**MATERIAL SHOWN:**
- - -
use std::collections::BTreeMap;

use serde::{Deserialize, Serialize};

/// The kubelet configuration file. Only the fields providers touch are typed;
/// everything else is carried along unchanged.
#[derive(Serialize, Deserialize, Clone, Debug, Default, PartialEq)]
#[serde(rename_all = "camelCase")]
pub struct KubeletConfiguration {
    /// API version, e.g. `kubelet.config.k8s.io/v1beta1`.
    #[serde(default, skip_serializing_if = "String::is_empty")]
    pub api_version: String,
    /// Kind, `KubeletConfiguration`.
    #[serde(default, skip_serializing_if = "String::is_empty")]
    pub kind: String,
    /// Feature gates.
    #[serde(default, skip_serializing_if = "BTreeMap::is_empty")]
    pub feature_gates: BTreeMap<String, bool>,
    /// Whether the attach/detach controller manages volumes.
    #[serde(default, skip_serializing_if = "Option::is_none")]
    pub enable_controller_attach_detach: Option<bool>,
    /// All other fields.
    #[serde(flatten)]
    pub rest: BTreeMap<String, serde_yaml::Value>,
}

impl KubeletConfiguration {
    /// Parses YAML.
    pub fn from_yaml(yaml: &[u8]) -> serde_yaml::Result<Self> {
        serde_yaml::from_slice(yaml)
    }

    /// Renders YAML.
    pub fn to_yaml(&self) -> serde_yaml::Result<String> {
        serde_yaml::to_string(self)
    }

    /// Sets a feature gate.
    pub fn set_feature_gate(&mut self, name: &str, enabled: bool) {
        self.feature_gates.insert(name.to_owned(), enabled);
    }

    /// Removes a feature gate.
    pub fn remove_feature_gate(&mut self, name: &str) {
        self.feature_gates.remove(name);
    }
}
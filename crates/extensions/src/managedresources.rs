//! Managed resources: object bundles stored in a secret that a separate
//! controller applies to the tenant cluster.

use std::collections::BTreeMap;

use k8s_openapi::api::core::v1::Secret;
use k8s_openapi::ByteString;
use kube::api::ObjectMeta;
use kube::Resource;
use tracing::{debug, info, warn};

use crate::apis::resources::{LocalSecretReference, ManagedResource, ManagedResourceSpec};
use crate::client::{to_dynamic, SeedClient};
use crate::error::is_not_found;

/// Label that keeps tenant side garbage collection away from the objects.
pub const NO_CLEANUP_LABEL: &str = "shoot.gardener.cloud/no-cleanup";

/// Creates or updates a secret holding `data` and a managed resource called
/// `name` that references it.
pub async fn create(
    client: &dyn SeedClient,
    namespace: &str,
    name: &str,
    class: Option<&str>,
    data: BTreeMap<String, ByteString>,
    keep_objects: bool,
    inject_labels: BTreeMap<String, String>,
) -> anyhow::Result<()> {
    let secret = Secret {
        metadata: ObjectMeta {
            name: Some(name.to_owned()),
            namespace: Some(namespace.to_owned()),
            ..Default::default()
        },
        data: Some(data),
        type_: Some("Opaque".to_owned()),
        ..Default::default()
    };
    client.apply(&to_dynamic(&secret)?).await?;

    let mut resource = ManagedResource::new(
        name,
        ManagedResourceSpec {
            class: class.map(str::to_owned),
            secret_refs: vec![LocalSecretReference {
                name: name.to_owned(),
            }],
            inject_labels,
            keep_objects: Some(keep_objects),
        },
    );
    resource.meta_mut().namespace = Some(namespace.to_owned());
    client.apply(&to_dynamic(&resource)?).await?;
    info!(%name, %namespace, "Applied managed resource");
    Ok(())
}

/// Creates a managed resource for the tenant cluster whose objects survive
/// tenant side garbage collection.
pub async fn create_for_shoot(
    client: &dyn SeedClient,
    namespace: &str,
    name: &str,
    data: BTreeMap<String, ByteString>,
) -> anyhow::Result<()> {
    let mut labels = BTreeMap::new();
    labels.insert(NO_CLEANUP_LABEL.to_owned(), "true".to_owned());
    create(client, namespace, name, None, data, false, labels).await
}

/// Deletes the managed resource and its secret. Missing objects are ignored.
pub async fn delete(client: &dyn SeedClient, namespace: &str, name: &str) -> anyhow::Result<()> {
    let api_version = ManagedResource::api_version(&());
    let targets = [
        (api_version.as_ref(), "ManagedResource"),
        ("v1", "Secret"),
    ];
    for (api_version, kind) in targets {
        match client.delete(Some(namespace), api_version, kind, name).await {
            Ok(()) => debug!(%kind, %name, %namespace, "Deleted"),
            Err(e) if is_not_found(&e) => warn!(%kind, %name, %namespace, "Already gone"),
            Err(e) => return Err(e),
        }
    }
    Ok(())
}
//! Retry timing for failed reconciles.
use std::time::Duration;

/// Determines how long to back off before retrying a reconcile.
pub trait BackoffStrategy: Send {
    /// Forgets earlier failures, e.g. after a successful reconcile.
    fn reset(&mut self);
    /// The delay before the next retry. Each call counts as one failure.
    fn next_duration(&mut self) -> Duration;
}

/// Doubles the retry delay after every failure, up to a cap.
#[derive(Clone, Debug)]
pub struct ExponentialBackoffStrategy {
    base: Duration,
    cap: Duration,
    failures: u32,
}

impl Default for ExponentialBackoffStrategy {
    /// 5 seconds, doubling up to 16 minutes.
    fn default() -> Self {
        Self::new(Duration::from_secs(5), Duration::from_secs(16 * 60))
    }
}

impl ExponentialBackoffStrategy {
    /// Creates a strategy whose first delay is `base` and whose delays never
    /// exceed `cap`.
    pub fn new(base: Duration, cap: Duration) -> Self {
        ExponentialBackoffStrategy {
            base,
            cap,
            failures: 0,
        }
    }
}

impl BackoffStrategy for ExponentialBackoffStrategy {
    fn reset(&mut self) {
        self.failures = 0;
    }

    fn next_duration(&mut self) -> Duration {
        let factor = 2u32.checked_pow(self.failures).unwrap_or(u32::MAX);
        let delay = self
            .base
            .checked_mul(factor)
            .map_or(self.cap, |delay| delay.min(self.cap));
        if delay < self.cap {
            self.failures += 1;
        }
        delay
    }
}
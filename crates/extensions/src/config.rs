//! Configuration for an extension process
//!
//! The best way to configure an extension is by using [`Config::default_config`]
//! or by turning on the "cli" feature and using [`Config::new_from_flags`].

use std::net::IpAddr;
use std::path::PathBuf;
use std::time::Duration;

#[cfg(feature = "cli")]
use structopt::StructOpt;

use crate::controller::ControllerConfig;

const DEFAULT_PORT: u16 = 8443;
const DEFAULT_API_TIMEOUT_SECS: u64 = 30;
const DEFAULT_CHARTS_DIR: &str = "charts";
const DEFAULT_IMAGE_VECTOR_FILE: &str = "charts/images.yaml";

/// Environment variable naming a file whose entries overwrite the image vector.
pub const IMAGE_VECTOR_OVERWRITE_ENV: &str = "IMAGEVECTOR_OVERWRITE";

/// The configuration needed for an extension to run properly.
///
/// This can be configured manually in your code or if you are exposing a CLI, use the
/// [`Config::new_from_flags`] (this requires the "cli" feature to
/// be enabled).
#[derive(Clone, Debug)]
pub struct Config {
    /// The provider type the extension serves, e.g. `azure`
    pub provider: String,
    /// Settings shared by all controllers of the process
    pub controller: ControllerConfig,
    /// Upper bound of a single API round-trip
    pub api_timeout: Duration,
    /// The admission webhook server configuration
    pub webhook: WebhookConfig,
    /// Directory containing the provider's charts
    pub charts_dir: PathBuf,
    /// YAML file holding the image vector
    pub image_vector_file: PathBuf,
    /// Optional file whose entries replace those of the image vector
    pub image_vector_overwrite: Option<PathBuf>,
}

/// The configuration for the admission webhook server.
#[derive(Clone, Debug)]
pub struct WebhookConfig {
    /// The ip address the webhook server is listening on
    pub addr: IpAddr,
    /// The port the webhook server is listening on
    pub port: u16,
    /// Path to the server's TLS certificate.
    pub cert_file: PathBuf,
    /// Path to the server's TLS private key.
    pub private_key_file: PathBuf,
}

impl Config {
    /// Returns a Config for `provider` with all of the defaults set.
    pub fn default_config(provider: &str) -> Self {
        Config {
            provider: provider.to_owned(),
            controller: ControllerConfig::default(),
            api_timeout: Duration::from_secs(DEFAULT_API_TIMEOUT_SECS),
            webhook: WebhookConfig {
                addr: IpAddr::from([0, 0, 0, 0]),
                port: DEFAULT_PORT,
                cert_file: default_cert_path(),
                private_key_file: default_key_path(),
            },
            charts_dir: PathBuf::from(DEFAULT_CHARTS_DIR),
            image_vector_file: PathBuf::from(DEFAULT_IMAGE_VECTOR_FILE),
            image_vector_overwrite: std::env::var_os(IMAGE_VECTOR_OVERWRITE_ENV)
                .map(PathBuf::from),
        }
    }

    /// Parses all command line flags and sets the proper defaults. The version
    /// of your application should be passed to set the proper version for the CLI
    #[cfg(any(feature = "cli", feature = "docs"))]
    #[cfg_attr(feature = "docs", doc(cfg(feature = "cli")))]
    pub fn new_from_flags(provider: &str, version: &str) -> Self {
        let app = Opts::clap().version(version);
        let opts = Opts::from_clap(&app.get_matches());
        opts.into_config(provider)
    }
}

/// CLI options that can be configured for an extension
///
/// These can be parsed from args using `Opts::from_args()`
#[derive(StructOpt, Clone, Debug)]
#[cfg(any(feature = "cli", feature = "docs"))]
#[cfg_attr(feature = "docs", doc(cfg(feature = "cli")))]
#[structopt(
    name = "gardener-extension",
    about = "A controller and admission webhook server for a cloud provider extension"
)]
pub struct Opts {
    #[structopt(
        long = "max-concurrent-reconciles",
        default_value = "5",
        env = "MAX_CONCURRENT_RECONCILES",
        help = "The maximum number of reconciles running at the same time per controller"
    )]
    max_concurrent_reconciles: usize,

    #[structopt(
        long = "ignore-operation-annotation",
        help = "Reconcile on every spec change instead of waiting for the gardener.cloud/operation annotation"
    )]
    ignore_operation_annotation: bool,

    #[structopt(
        long = "requeue-after",
        default_value = "30",
        env = "REQUEUE_AFTER_SECONDS",
        help = "Seconds to wait before reconciling an object that asked to be requeued"
    )]
    requeue_after: u64,

    #[structopt(
        long = "api-timeout",
        default_value = "30",
        env = "API_TIMEOUT_SECONDS",
        help = "Seconds a single API request may take"
    )]
    api_timeout: u64,

    #[structopt(
        short = "a",
        long = "webhook-addr",
        default_value = "0.0.0.0",
        env = "WEBHOOK_ADDRESS",
        help = "The address the admission webhook server should listen on"
    )]
    addr: IpAddr,

    #[structopt(
        short = "p",
        long = "webhook-port",
        default_value = "8443",
        env = "WEBHOOK_PORT",
        help = "The port the admission webhook server should listen on"
    )]
    port: u16,

    #[structopt(
        long = "tls-cert-file",
        env = "TLS_CERT_FILE",
        help = "The path to the webhook TLS certificate. Defaults to /etc/gardener-extension/tls/tls.crt"
    )]
    tls_cert_file: Option<PathBuf>,

    #[structopt(
        long = "tls-private-key-file",
        env = "TLS_PRIVATE_KEY_FILE",
        help = "The path to the webhook TLS key. Defaults to /etc/gardener-extension/tls/tls.key"
    )]
    tls_private_key_file: Option<PathBuf>,

    #[structopt(
        long = "charts-dir",
        default_value = DEFAULT_CHARTS_DIR,
        env = "CHARTS_DIR",
        help = "The directory containing the provider's charts"
    )]
    charts_dir: PathBuf,

    #[structopt(
        long = "image-vector",
        default_value = DEFAULT_IMAGE_VECTOR_FILE,
        env = "IMAGEVECTOR",
        help = "The path to the image vector file"
    )]
    image_vector_file: PathBuf,

    #[structopt(
        long = "image-vector-overwrite",
        env = IMAGE_VECTOR_OVERWRITE_ENV,
        help = "The path to a file whose images replace those of the image vector"
    )]
    image_vector_overwrite: Option<PathBuf>,
}

#[cfg(any(feature = "cli", feature = "docs"))]
impl Opts {
    fn into_config(self, provider: &str) -> Config {
        let defaults = ControllerConfig::default();
        Config {
            provider: provider.to_owned(),
            controller: ControllerConfig {
                max_concurrent_reconciles: self.max_concurrent_reconciles.max(1),
                ignore_operation_annotation: self.ignore_operation_annotation,
                requeue_after: Duration::from_secs(self.requeue_after),
                ..defaults
            },
            api_timeout: Duration::from_secs(self.api_timeout),
            webhook: WebhookConfig {
                addr: self.addr,
                port: self.port,
                cert_file: self.tls_cert_file.unwrap_or_else(default_cert_path),
                private_key_file: self.tls_private_key_file.unwrap_or_else(default_key_path),
            },
            charts_dir: self.charts_dir,
            image_vector_file: self.image_vector_file,
            image_vector_overwrite: self.image_vector_overwrite,
        }
    }
}

fn default_cert_path() -> PathBuf {
    PathBuf::from("/etc/gardener-extension/tls/tls.crt")
}

fn default_key_path() -> PathBuf {
    PathBuf::from("/etc/gardener-extension/tls/tls.key")
}

#[cfg(test)]
mod test {
    use super::*;

    #[test]
    fn defaults_follow_the_controller_contract() {
        let config = Config::default_config("azure");
        assert_eq!(config.provider, "azure");
        assert_eq!(config.controller.max_concurrent_reconciles, 5);
        assert!(!config.controller.ignore_operation_annotation);
        assert_eq!(config.controller.requeue_after, Duration::from_secs(30));
        assert_eq!(config.controller.backoff_base, Duration::from_secs(5));
        assert_eq!(config.controller.backoff_cap, Duration::from_secs(16 * 60));
        assert_eq!(config.api_timeout, Duration::from_secs(30));
        assert_eq!(config.webhook.port, 8443);
        assert_eq!(config.webhook.addr, IpAddr::from([0, 0, 0, 0]));
    }

    #[cfg(feature = "cli")]
    #[test]
    fn flags_override_defaults() {
        let opts = Opts::from_iter(&[
            "gardener-extension",
            "--max-concurrent-reconciles",
            "0",
            "--webhook-port",
            "9443",
            "--ignore-operation-annotation",
        ]);
        let config = opts.into_config("packet");
        assert_eq!(config.controller.max_concurrent_reconciles, 1);
        assert!(config.controller.ignore_operation_annotation);
        assert_eq!(config.webhook.port, 9443);
        assert_eq!(
            config.webhook.cert_file,
            PathBuf::from("/etc/gardener-extension/tls/tls.crt")
        );
    }
}
//! The `Cluster` resource and typed, read-only views of the shoot, seed and
//! cloud profile it embeds.

use k8s_openapi::apimachinery::pkg::apis::meta::v1::ObjectMeta;
use kube::CustomResource;
use schemars::JsonSchema;
use serde::{Deserialize, Serialize};
use serde_json::Value;

use crate::apis::extensions::MachineImage;
use crate::error::Error;

/// Raw cloud profile, seed and shoot of one tenant cluster. The object is
/// cluster scoped and named after the shoot's seed namespace.
#[derive(CustomResource, Serialize, Deserialize, Clone, Debug, PartialEq, JsonSchema)]
#[kube(
    group = "extensions.gardener.cloud",
    version = "v1alpha1",
    kind = "Cluster",
    derive = "PartialEq"
)]
#[serde(rename_all = "camelCase")]
pub struct ClusterSpec {
    /// The cloud profile.
    pub cloud_profile: Value,
    /// The seed.
    pub seed: Value,
    /// The shoot.
    pub shoot: Value,
}

/// Kubernetes settings of a shoot.
#[derive(Serialize, Deserialize, Clone, Debug, Default, PartialEq)]
pub struct ShootKubernetes {
    /// Full kubernetes version, e.g. `1.14.3`.
    pub version: String,
}

/// Networking of a shoot.
#[derive(Serialize, Deserialize, Clone, Debug, Default, PartialEq)]
pub struct ShootNetworking {
    /// Network plugin.
    #[serde(default, rename = "type")]
    pub type_: String,
    /// Pod CIDR.
    #[serde(default)]
    pub pods: Option<String>,
    /// Node CIDR.
    #[serde(default)]
    pub nodes: Option<String>,
    /// Service CIDR.
    #[serde(default)]
    pub services: Option<String>,
}

/// Hibernation settings of a shoot.
#[derive(Serialize, Deserialize, Clone, Debug, Default, PartialEq)]
pub struct Hibernation {
    /// Whether the shoot is hibernated.
    #[serde(default)]
    pub enabled: Option<bool>,
}

/// Machine of a shoot worker pool.
#[derive(Serialize, Deserialize, Clone, Debug, Default, PartialEq)]
pub struct ShootMachine {
    /// Machine type.
    #[serde(rename = "type")]
    pub type_: String,
    /// Machine image.
    #[serde(default)]
    pub image: Option<MachineImage>,
}

/// A worker pool as declared in the shoot.
#[derive(Serialize, Deserialize, Clone, Debug, Default, PartialEq)]
pub struct ShootWorker {
    /// Pool name.
    pub name: String,
    /// Machine settings.
    pub machine: ShootMachine,
    /// Minimum size.
    #[serde(default)]
    pub minimum: i32,
    /// Maximum size.
    #[serde(default)]
    pub maximum: i32,
    /// Zones.
    #[serde(default)]
    pub zones: Vec<String>,
}

/// Provider section of a shoot.
#[derive(Serialize, Deserialize, Clone, Debug, Default, PartialEq)]
pub struct ShootProvider {
    /// Provider type.
    #[serde(rename = "type")]
    pub type_: String,
    /// Worker pools.
    #[serde(default)]
    pub workers: Vec<ShootWorker>,
}

/// DNS settings of a shoot.
#[derive(Serialize, Deserialize, Clone, Debug, Default, PartialEq)]
pub struct ShootDns {
    /// The shoot's domain.
    #[serde(default)]
    pub domain: Option<String>,
}

/// Backup settings of a shoot's etcd.
#[derive(Serialize, Deserialize, Clone, Debug, Default, PartialEq)]
pub struct ShootBackup {
    /// Cron schedule of full snapshots.
    #[serde(default)]
    pub schedule: Option<String>,
}

/// Specification of a shoot.
#[derive(Serialize, Deserialize, Clone, Debug, Default, PartialEq)]
#[serde(rename_all = "camelCase")]
pub struct ShootSpec {
    /// Kubernetes settings.
    pub kubernetes: ShootKubernetes,
    /// Networking.
    #[serde(default)]
    pub networking: ShootNetworking,
    /// Provider settings.
    #[serde(default)]
    pub provider: ShootProvider,
    /// Region.
    #[serde(default)]
    pub region: String,
    /// Hibernation settings.
    #[serde(default)]
    pub hibernation: Option<Hibernation>,
    /// DNS settings.
    #[serde(default)]
    pub dns: Option<ShootDns>,
    /// Etcd backup settings.
    #[serde(default)]
    pub backup: Option<ShootBackup>,
}

/// Status of a shoot.
#[derive(Serialize, Deserialize, Clone, Debug, Default, PartialEq)]
#[serde(rename_all = "camelCase")]
pub struct ShootStatus {
    /// The shoot's namespace in the seed.
    #[serde(default)]
    pub technical_id: Option<String>,
}

/// A tenant cluster.
#[derive(Serialize, Deserialize, Clone, Debug, Default, PartialEq)]
pub struct Shoot {
    /// Metadata.
    #[serde(default)]
    pub metadata: ObjectMeta,
    /// Specification.
    pub spec: ShootSpec,
    /// Status.
    #[serde(default)]
    pub status: Option<ShootStatus>,
}

/// Provider section of a seed.
#[derive(Serialize, Deserialize, Clone, Debug, Default, PartialEq)]
pub struct SeedProvider {
    /// Provider type.
    #[serde(rename = "type")]
    pub type_: String,
    /// Region.
    #[serde(default)]
    pub region: String,
}

/// Backup settings of a seed.
#[derive(Serialize, Deserialize, Clone, Debug, Default, PartialEq)]
pub struct SeedBackup {
    /// Backup provider type.
    pub provider: String,
    /// Backup region.
    #[serde(default)]
    pub region: Option<String>,
}

/// Specification of a seed.
#[derive(Serialize, Deserialize, Clone, Debug, Default, PartialEq)]
pub struct SeedSpec {
    /// Provider settings.
    pub provider: SeedProvider,
    /// Backup settings.
    #[serde(default)]
    pub backup: Option<SeedBackup>,
}

/// The hosting cluster.
#[derive(Serialize, Deserialize, Clone, Debug, Default, PartialEq)]
pub struct Seed {
    /// Metadata.
    #[serde(default)]
    pub metadata: ObjectMeta,
    /// Specification.
    pub spec: SeedSpec,
}

/// A version offered by the cloud profile.
#[derive(Serialize, Deserialize, Clone, Debug, Default, PartialEq)]
pub struct ExpirableVersion {
    /// The version.
    pub version: String,
}

/// A machine image offered by the cloud profile.
#[derive(Serialize, Deserialize, Clone, Debug, Default, PartialEq)]
pub struct CloudProfileMachineImage {
    /// Logical name.
    pub name: String,
    /// Offered versions.
    #[serde(default)]
    pub versions: Vec<ExpirableVersion>,
}

/// Specification of a cloud profile.
#[derive(Serialize, Deserialize, Clone, Debug, Default, PartialEq)]
#[serde(rename_all = "camelCase")]
pub struct CloudProfileSpec {
    /// Provider type.
    #[serde(default, rename = "type")]
    pub type_: String,
    /// Machine images.
    #[serde(default)]
    pub machine_images: Vec<CloudProfileMachineImage>,
    /// Provider specific configuration, e.g. the mapping of logical machine
    /// images to provider coordinates.
    #[serde(default)]
    pub provider_config: Option<Value>,
}

/// The catalogue of what a provider offers.
#[derive(Serialize, Deserialize, Clone, Debug, Default, PartialEq)]
pub struct CloudProfile {
    /// Metadata.
    #[serde(default)]
    pub metadata: ObjectMeta,
    /// Specification.
    pub spec: CloudProfileSpec,
}

/// Decoded view of a [`Cluster`]. Shared read-only between all mutators and
/// actuators handling the same shoot.
#[derive(Clone, Debug, Default, PartialEq)]
pub struct ClusterContext {
    /// Name of the cluster, which is the shoot's seed namespace.
    pub name: String,
    /// The cloud profile.
    pub cloud_profile: CloudProfile,
    /// The seed.
    pub seed: Seed,
    /// The shoot.
    pub shoot: Shoot,
}

impl ClusterContext {
    /// Decodes the embedded objects of a cluster resource.
    pub fn from_resource(cluster: &Cluster) -> Result<Self, Error> {
        let name = cluster.metadata.name.clone().unwrap_or_default();
        let decode = |field: &str, value: &Value| -> Result<Value, Error> {
            if value.is_null() {
                return Err(Error::invalid(field, "Required", "missing in cluster resource"));
            }
            Ok(value.clone())
        };
        let cloud_profile = serde_json::from_value(decode("spec.cloudProfile", &cluster.spec.cloud_profile)?)
            .map_err(|e| Error::invalid("spec.cloudProfile", "Invalid", e.to_string()))?;
        let seed = serde_json::from_value(decode("spec.seed", &cluster.spec.seed)?)
            .map_err(|e| Error::invalid("spec.seed", "Invalid", e.to_string()))?;
        let shoot = serde_json::from_value(decode("spec.shoot", &cluster.spec.shoot)?)
            .map_err(|e| Error::invalid("spec.shoot", "Invalid", e.to_string()))?;
        Ok(ClusterContext {
            name,
            cloud_profile,
            seed,
            shoot,
        })
    }

    /// Whether the shoot is hibernated.
    pub fn is_hibernation_enabled(&self) -> bool {
        self.shoot
            .spec
            .hibernation
            .as_ref()
            .and_then(|h| h.enabled)
            .unwrap_or(false)
    }

    /// Whether the shoot is being deleted.
    pub fn is_being_deleted(&self) -> bool {
        self.shoot.metadata.deletion_timestamp.is_some()
    }

    /// The shoot's kubernetes version.
    pub fn kubernetes_version(&self) -> &str {
        &self.shoot.spec.kubernetes.version
    }

    /// The shoot's pod CIDR.
    pub fn pods_cidr(&self) -> Option<&str> {
        self.shoot.spec.networking.pods.as_deref()
    }

    /// The shoot's worker pools.
    pub fn workers(&self) -> &[ShootWorker] {
        &self.shoot.spec.provider.workers
    }
}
- - -
Transcribe the records from their first line. Stop after the line with "pub struct KubeletConfiguration", including it.

use std::collections::BTreeMap;

use serde::{Deserialize, Serialize};

/// The kubelet configuration file. Only the fields providers touch are typed;
/// everything else is carried along unchanged.
#[derive(Serialize, Deserialize, Clone, Debug, Default, PartialEq)]
#[serde(rename_all = "camelCase")]
pub struct KubeletConfiguration {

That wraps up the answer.